No matter how well the shark performed or how well it was hidden when it didn’t the filmmakers knew that the audience would need to see real sharks, and that is exactly what they got with amazing footage from Australian husband and wife diving team, Ron and Valerie Taylor.
Thankfully Great Whites do not grow to 25 feet in length so to make the shark look larger for the Hooper cage dive a smaller cage and midget were used to get some spectacular footage.
But the best was yet to come when the shark destroyed the cage and almost the boat, thankfully the pint size stuntman, Carl Rizzo, was not in it at the time and after seeing the ‘attack’ on the boat promptly locked himself in the toilet. The footage remains in the film, which effectively meant the shark helped rewrite the book and ensure the survival of Richard Dreyfuss’ character.
Peter Benchley, and old pal of Spielberg, Carl Gottlieb, are listed as the screenwriters of the project but beneath the surface of the credits it is revealed that several different people helped stamp their authority on the project.
Benchley had two passes at the script and then the Pulitzer winning playwright (and scuba diver), Howard Sackler, was brought in to beef up the script. One of his greatest additions was the Quint USS Indianapolis monologue, which is now being mooted in various quarters as a prequel. There is a script floating about.
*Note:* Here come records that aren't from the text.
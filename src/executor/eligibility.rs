//! Task eligibility and the blocked-task TTL policy
//!
//! Blocked tasks get a disposition pass before the eligibility filter:
//! shadow-mode blocks auto-unblock once the executor goes live, and other
//! blocks auto-fail when their reason's TTL elapses since `blocked_at`.

use chrono::{DateTime, Duration, Utc};

use crate::config::ExecutorMode;
use crate::task::{Task, TaskStatus};

/// Per-reason TTL policy
#[derive(Debug, Clone, PartialEq, Eq)]
pub enum TtlPolicy {
    /// Never auto-failed
    Exempt,
    /// Concrete bound for this reason
    Bounded(Duration),
    /// Default two-minute bound
    Default,
}

/// Blocked reasons that wait on something the TTL must not preempt
const EXEMPT_REASONS: &[&str] = &[
    "waiting_on_prereq",
    "infra_error_tripped",
    "max_retries_exceeded",
    "advisory_action",
];

/// TTL policy for a blocked reason
pub fn ttl_policy_for(reason: &str) -> TtlPolicy {
    if EXEMPT_REASONS.contains(&reason) {
        return TtlPolicy::Exempt;
    }
    match reason {
        "blocked_intent_resolution_unavailable" => TtlPolicy::Bounded(Duration::minutes(5)),
        "rig_e_solver_unimplemented" => TtlPolicy::Bounded(Duration::minutes(10)),
        _ => TtlPolicy::Default,
    }
}

fn ttl_bound(policy: &TtlPolicy) -> Option<Duration> {
    match policy {
        TtlPolicy::Exempt => None,
        TtlPolicy::Bounded(bound) => Some(*bound),
        TtlPolicy::Default => Some(Duration::minutes(2)),
    }
}

/// What to do with a blocked task before eligibility filtering
#[derive(Debug, Clone, PartialEq, Eq)]
pub enum BlockedDisposition {
    /// Clear the block (shadow-mode block in live mode)
    Unblock,
    /// TTL elapsed; fail with `blocked-ttl-exceeded:<reason>`
    Fail(String),
    /// Leave the block in place
    Keep,
}

/// Disposition for a blocked task; `None` when the task is not blocked
pub fn blocked_disposition(
    task: &Task,
    mode: ExecutorMode,
    now: DateTime<Utc>,
) -> Option<BlockedDisposition> {
    let reason = task.metadata.blocked_reason.as_deref()?;

    if reason == "shadow_mode" && mode == ExecutorMode::Live {
        return Some(BlockedDisposition::Unblock);
    }

    let Some(bound) = ttl_bound(&ttl_policy_for(reason)) else {
        return Some(BlockedDisposition::Keep);
    };
    let Some(blocked_at) = task.metadata.blocked_at else {
        // Anchor missing; the finalize backfill should prevent this
        return Some(BlockedDisposition::Keep);
    };

    if now - blocked_at > bound {
        Some(BlockedDisposition::Fail(format!(
            "blocked-ttl-exceeded:{}",
            reason
        )))
    } else {
        Some(BlockedDisposition::Keep)
    }
}

/// Eligibility filter: an active/in-progress task with no block and no
/// backoff floor in the future
pub fn is_eligible(task: &Task, now: DateTime<Utc>) -> bool {
    matches!(task.status, TaskStatus::Active | TaskStatus::InProgress)
        && task.metadata.blocked_reason.is_none()
        && task
            .metadata
            .next_eligible_at
            .map(|at| at <= now)
            .unwrap_or(true)
}

#[cfg(test)]
mod tests {
    use super::*;
    use crate::task::{new_task_id, TaskMetadata, TaskSource, TaskType};
    use serde_json::Value;

    fn task_with_block(reason: Option<&str>, blocked_at: Option<DateTime<Utc>>) -> Task {
        Task {
            id: new_task_id(),
            title: "t".to_string(),
            task_type: TaskType::Mining,
            status: TaskStatus::Active,
            source: TaskSource::Manual,
            priority: 0.5,
            urgency: 0.5,
            progress: 0.0,
            steps: Vec::new(),
            parameters: Value::Null,
            metadata: TaskMetadata {
                blocked_reason: reason.map(str::to_string),
                blocked_at,
                ..Default::default()
            },
            created_at: Utc::now(),
            error: None,
            failure_code: None,
        }
    }

    #[test]
    fn shadow_block_unblocks_in_live_mode() {
        let now = Utc::now();
        let task = task_with_block(Some("shadow_mode"), Some(now));
        assert_eq!(
            blocked_disposition(&task, ExecutorMode::Live, now),
            Some(BlockedDisposition::Unblock)
        );
        assert_eq!(
            blocked_disposition(&task, ExecutorMode::Shadow, now),
            Some(BlockedDisposition::Keep)
        );
    }

    #[test]
    fn default_ttl_fails_after_two_minutes() {
        let now = Utc::now();
        let task = task_with_block(Some("no_executable_plan"), Some(now - Duration::minutes(3)));
        assert_eq!(
            blocked_disposition(&task, ExecutorMode::Shadow, now),
            Some(BlockedDisposition::Fail(
                "blocked-ttl-exceeded:no_executable_plan".to_string()
            ))
        );

        let fresh = task_with_block(Some("no_executable_plan"), Some(now - Duration::seconds(30)));
        assert_eq!(
            blocked_disposition(&fresh, ExecutorMode::Shadow, now),
            Some(BlockedDisposition::Keep)
        );
    }

    #[test]
    fn exempt_reasons_never_auto_fail() {
        let now = Utc::now();
        let task = task_with_block(Some("waiting_on_prereq"), Some(now - Duration::hours(6)));
        assert_eq!(
            blocked_disposition(&task, ExecutorMode::Live, now),
            Some(BlockedDisposition::Keep)
        );
    }

    #[test]
    fn unblocked_task_has_no_disposition() {
        let now = Utc::now();
        let task = task_with_block(None, None);
        assert_eq!(blocked_disposition(&task, ExecutorMode::Live, now), None);
    }

    #[test]
    fn eligibility_requires_active_unblocked_and_past_floor() {
        let now = Utc::now();
        let mut task = task_with_block(None, None);
        assert!(is_eligible(&task, now));

        task.status = TaskStatus::Pending;
        assert!(!is_eligible(&task, now));

        task.status = TaskStatus::InProgress;
        task.metadata.next_eligible_at = Some(now + Duration::seconds(30));
        assert!(!is_eligible(&task, now));

        task.metadata.next_eligible_at = Some(now - Duration::seconds(30));
        assert!(is_eligible(&task, now));

        task.metadata.blocked_reason = Some("shadow_mode".to_string());
        assert!(!is_eligible(&task, now));
    }
}
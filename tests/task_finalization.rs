// taskspine/tests/task_finalization.rs
//! Integration tests for the task finalization pipeline:
//! origin stamping, metadata allowlist propagation, blocked-pair
//! invariants, advisory handling, and the Rig-E sentinel.

use std::sync::Arc;

use serde_json::json;
use taskspine::events::{EventBus, LifecycleEventKind, SpineEvent};
use taskspine::integration::{MetadataPatch, NewTask, TaskIntegration};
use taskspine::task::{
    GoalBinding, Origin, OriginKind, TaskMetadata, TaskSource, TaskStatus, TaskStore, TaskType,
};
use taskspine::ExecutorConfig;

fn harness() -> (
    Arc<TaskIntegration>,
    Arc<TaskStore>,
    tokio::sync::mpsc::UnboundedReceiver<SpineEvent>,
) {
    let config = ExecutorConfig::default();
    let store = Arc::new(TaskStore::new(64, false));
    let (events, rx) = EventBus::new();
    let integration = Arc::new(TaskIntegration::new(Arc::clone(&store), config, events));
    (integration, store, rx)
}

fn drain(rx: &mut tokio::sync::mpsc::UnboundedReceiver<SpineEvent>) -> Vec<SpineEvent> {
    let mut events = Vec::new();
    while let Ok(event) = rx.try_recv() {
        events.push(event);
    }
    events
}

fn binding() -> GoalBinding {
    GoalBinding {
        goal_instance_id: "goal-7".to_string(),
        goal_type: "acquire_item".to_string(),
        provisional_key: None,
        verifier: Some("inventory_check".to_string()),
        goal_id: Some("goal-7".to_string()),
        hold: None,
    }
}

#[tokio::test]
async fn origin_is_stamped_exactly_once() {
    // Arrange
    let (integration, _store, _rx) = harness();
    let mut partial = NewTask::new("Craft a wooden pickaxe", TaskType::Crafting, TaskSource::Manual);
    partial.parameters = json!({"item": "wooden_pickaxe", "quantity": 1});

    // Act
    let task = integration.add_task(partial).await.unwrap();

    // Assert
    let origin = task.metadata.origin.clone().expect("origin stamped");
    assert_eq!(origin.kind, OriginKind::Api);
    assert!(origin.created_at.timestamp() > 0);

    // A metadata patch cannot overwrite it
    let patched = integration
        .update_task_metadata(
            &task.id,
            MetadataPatch {
                origin: Some(Origin {
                    kind: OriginKind::Executor,
                    name: Some("intruder".to_string()),
                    created_at: origin.created_at,
                    parent_task_id: None,
                    parent_goal_key: None,
                }),
                ..Default::default()
            },
        )
        .unwrap();
    assert_eq!(patched.metadata.origin.unwrap().kind, OriginKind::Api);
}

#[tokio::test]
async fn origin_inference_covers_every_source() {
    let (integration, _store, _rx) = harness();

    // Goal binding present -> goal_resolver
    let mut bound = NewTask::new("Gather oak logs", TaskType::Gathering, TaskSource::Goal);
    bound.metadata.goal_binding = Some(binding());
    bound.parameters = json!({"resource": "oak_log"});
    let task = integration.add_task(bound).await.unwrap();
    assert_eq!(task.metadata.origin.unwrap().kind, OriginKind::GoalResolver);

    // Goal source without binding -> goal_source
    let mut unbound = NewTask::new("Mine iron ore", TaskType::Mining, TaskSource::Goal);
    unbound.parameters = json!({"block": "iron_ore"});
    let task = integration.add_task(unbound).await.unwrap();
    assert_eq!(task.metadata.origin.unwrap().kind, OriginKind::GoalSource);

    // Autonomous with cognitive tags -> cognition
    let mut cognitive = NewTask::new("Collect sand", TaskType::Gathering, TaskSource::Autonomous);
    cognitive.metadata.tags = vec!["thought".to_string()];
    cognitive.parameters = json!({"resource": "sand"});
    let task = integration.add_task(cognitive).await.unwrap();
    assert_eq!(task.metadata.origin.unwrap().kind, OriginKind::Cognition);

    // Parent task id -> executor
    let mut child = NewTask::new("Craft sticks", TaskType::Crafting, TaskSource::Planner);
    child.metadata.parent_task_id = Some("parent-1".to_string());
    child.parameters = json!({"item": "stick"});
    let task = integration.add_task(child).await.unwrap();
    assert_eq!(task.metadata.origin.unwrap().kind, OriginKind::Executor);
}

#[tokio::test]
async fn metadata_allowlist_drops_everything_else() {
    // Arrange: incoming metadata with allowlisted and stray content
    let (integration, _store, _rx) = harness();
    let mut partial = NewTask::new("Craft a furnace", TaskType::Crafting, TaskSource::Manual);
    partial.parameters = json!({"item": "furnace"});
    partial.metadata = TaskMetadata {
        goal_key: Some("".to_string()), // empty string is dropped
        category: Some("infrastructure".to_string()),
        tags: vec!["base".to_string()],
        ..Default::default()
    };
    partial
        .metadata
        .extensions
        .insert("smuggled".to_string(), json!({"payload": true}));

    // Act
    let task = integration.add_task(partial).await.unwrap();

    // Assert
    assert!(task.metadata.extensions.is_empty());
    assert_eq!(task.metadata.goal_key, None);
    assert_eq!(task.metadata.category.as_deref(), Some("infrastructure"));
    assert_eq!(task.metadata.tags, vec!["base".to_string()]);
}

#[tokio::test]
async fn blocked_pair_backfill_uses_updated_at_not_now() {
    // Arrange: a partial arriving blocked without an anchor
    let (integration, _store, _rx) = harness();
    let stale = chrono::Utc::now() - chrono::Duration::minutes(10);
    let mut partial = NewTask::new("Wait on smelting", TaskType::General, TaskSource::Manual);
    partial.steps = vec![taskspine::task::TaskStep::leaf(
        0,
        "wait",
        "minecraft.wait",
        json!({}),
    )];
    partial.metadata.blocked_reason = Some("waiting_on_prereq".to_string());
    partial.metadata.updated_at = stale;

    // Act
    let task = integration.add_task(partial).await.unwrap();

    // Assert: the anchor is the stale updated_at, so TTLs are not extended
    assert_eq!(task.metadata.blocked_at, Some(stale));
}

#[tokio::test]
async fn ttl_anchor_semantics_across_patches() {
    let (integration, _store, _rx) = harness();
    let mut partial = NewTask::new("Craft a chest", TaskType::Crafting, TaskSource::Manual);
    partial.parameters = json!({"item": "chest"});
    let task = integration.add_task(partial).await.unwrap();

    // First block sets the anchor
    let blocked = integration
        .update_task_metadata(
            &task.id,
            MetadataPatch {
                blocked_reason: Some(Some("waiting_on_prereq".to_string())),
                ..Default::default()
            },
        )
        .unwrap();
    let anchor = blocked.metadata.blocked_at.expect("anchor set");

    // Re-applying the same reason preserves the anchor
    let reblocked = integration
        .update_task_metadata(
            &task.id,
            MetadataPatch {
                blocked_reason: Some(Some("waiting_on_prereq".to_string())),
                ..Default::default()
            },
        )
        .unwrap();
    assert_eq!(reblocked.metadata.blocked_at, Some(anchor));

    // A reason change resets it
    let switched = integration
        .update_task_metadata(
            &task.id,
            MetadataPatch {
                blocked_reason: Some(Some("infra_error_tripped".to_string())),
                ..Default::default()
            },
        )
        .unwrap();
    assert!(switched.metadata.blocked_at.unwrap() > anchor);

    // An explicit caller-provided anchor wins
    let explicit = chrono::Utc::now() - chrono::Duration::minutes(30);
    let pinned = integration
        .update_task_metadata(
            &task.id,
            MetadataPatch {
                blocked_reason: Some(Some("infra_error_tripped".to_string())),
                blocked_at: Some(explicit),
                ..Default::default()
            },
        )
        .unwrap();
    assert_eq!(pinned.metadata.blocked_at, Some(explicit));

    // Clearing removes the pair together
    let cleared = integration
        .update_task_metadata(
            &task.id,
            MetadataPatch {
                blocked_reason: Some(None),
                ..Default::default()
            },
        )
        .unwrap();
    assert!(cleared.metadata.blocked_reason.is_none());
    assert!(cleared.metadata.blocked_at.is_none());
}

#[tokio::test]
async fn advisory_actions_skip_step_generation() {
    let (integration, _store, _rx) = harness();
    let partial = NewTask::new(
        "Consider moving the base",
        TaskType::AdvisoryAction,
        TaskSource::Autonomous,
    );

    let task = integration.add_task(partial).await.unwrap();

    assert!(task.steps.is_empty());
    assert_eq!(task.metadata.blocked_reason.as_deref(), Some("advisory_action"));
    assert_eq!(task.metadata.no_steps_reason.as_deref(), Some("advisory-skip"));
    assert!(task.metadata.blocked_at.is_some());
}

#[tokio::test]
async fn rig_e_sentinel_blocks_without_planner() {
    let (integration, _store, mut rx) = harness();
    let partial = NewTask::new("Navigate to the village", TaskType::Navigation, TaskSource::Goal);

    let task = integration.add_task(partial).await.unwrap();

    assert_eq!(task.status, TaskStatus::PendingPlanning);
    assert_eq!(
        task.metadata.blocked_reason.as_deref(),
        Some("rig_e_solver_unimplemented")
    );

    let events = drain(&mut rx);
    assert!(events.iter().any(|event| matches!(
        event,
        SpineEvent::TaskLifecycleEvent { kind: LifecycleEventKind::SolverUnavailable, .. }
    )));
}

#[tokio::test]
async fn goal_sourced_task_without_binding_emits_drift() {
    let (integration, _store, mut rx) = harness();
    let mut partial = NewTask::new("Mine some coal", TaskType::Mining, TaskSource::Goal);
    partial.parameters = json!({"block": "coal_ore"});

    integration.add_task(partial).await.unwrap();

    let events = drain(&mut rx);
    let drift = events.iter().find_map(|event| match event {
        SpineEvent::TaskLifecycleEvent {
            kind: LifecycleEventKind::GoalBindingDrift,
            detail,
            ..
        } => Some(detail.clone()),
        _ => None,
    });
    let detail = drift.expect("drift event");
    assert_eq!(detail["reason"], "goal_resolver_disabled");
    assert_eq!(detail["source"], "goal");
}

#[tokio::test]
async fn high_priority_tasks_emit_lifecycle_event() {
    let (integration, _store, mut rx) = harness();
    let mut partial = NewTask::new("Craft an iron sword", TaskType::Crafting, TaskSource::Manual);
    partial.parameters = json!({"item": "iron_sword"});
    partial.priority = 0.9;

    integration.add_task(partial).await.unwrap();

    let events = drain(&mut rx);
    assert!(events.iter().any(|event| matches!(
        event,
        SpineEvent::TaskLifecycleEvent { kind: LifecycleEventKind::HighPriorityAdded, .. }
    )));
    assert!(events
        .iter()
        .any(|event| matches!(event, SpineEvent::TaskAdded { .. })));
}

#[tokio::test]
async fn duplicate_titles_dedupe_to_the_existing_task() {
    let (integration, store, _rx) = harness();
    let mut first = NewTask::new("Gather oak logs", TaskType::Gathering, TaskSource::Manual);
    first.parameters = json!({"resource": "oak_log"});
    let original = integration.add_task(first).await.unwrap();

    let mut second = NewTask::new("Gather oak logs", TaskType::Gathering, TaskSource::Manual);
    second.parameters = json!({"resource": "oak_log"});
    let deduped = integration.add_task(second).await.unwrap();

    assert_eq!(original.id, deduped.id);
    assert_eq!(store.get_all().len(), 1);
}

#[tokio::test]
async fn goal_key_is_computed_from_binding_and_parameters() {
    let (integration, _store, _rx) = harness();
    let mut partial = NewTask::new("Gather birch logs", TaskType::Gathering, TaskSource::Goal);
    partial.metadata.goal_binding = Some(binding());
    partial.parameters = json!({"resource": "birch_log", "count": 8});

    let task = integration.add_task(partial).await.unwrap();

    let goal_key = task.metadata.goal_key.expect("goal key");
    assert!(goal_key.starts_with("acquire_item::"));
    assert!(goal_key.contains("birch_log"));
}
This one moment, more than any other, has been the one that has become fabled in who should take the credit for the powerful moment when Robert Shaw’s character retells his World War 2 shark encounter. Future Apocalypse Now and Conan scribe, John Milius, had a crack at it with Shaw himself, an accomplished playwright, also gave it a polish and honed it to the perfection you see on scream, depending on whose tale you listen to of course.
The great thing about the hours of waiting to film meant that the main actors (Scheider, Dreyfuss and Shaw) all got to hone their characters, got to know each other and also got to rework their dialogue with co-screenwriter, Gottlieb (who also played opposite Mayor of Sharksville, Murray Hamilton) who often updated dialogue only 24 hours before the shoot, which perhaps goes someway to explaining why these three characters and their words – which even Tarantino would be proud of – and every nuance is so spot on and crisp over 40 years later.
Other unsung heroes of the movie also had to include camera operator, Michael Chapman, who practically filmed the last third of the movie handheld, which helped give it that realistic, fresh look. And he even saved vital film from a sinking Orca, narrowly saving his skin and the dailies.
Finally, there is Editor, Verna Fields, who won one of the three Oscars (it was nominated for four) for the film and edited the movie on location as the footage slowly crept in, not only editing around the underperforming shark but also continuity problems of an ever changing sea and sky, not that you’d notice.
She was also instrumental to adding the ‘head in the boat’ scene that was shot in a swimming pool and added long after filming had wrapped. And that scene gave the extra jump that the film needed, even after all those viewings it is still hard to judge exactly when it will pop out.
By the end of the film the shark may have been dead but the blockbuster as we know it today had been born. The sea (or the bath when I was little as I was convinced he was going to get in there) and cinema would never be the same again.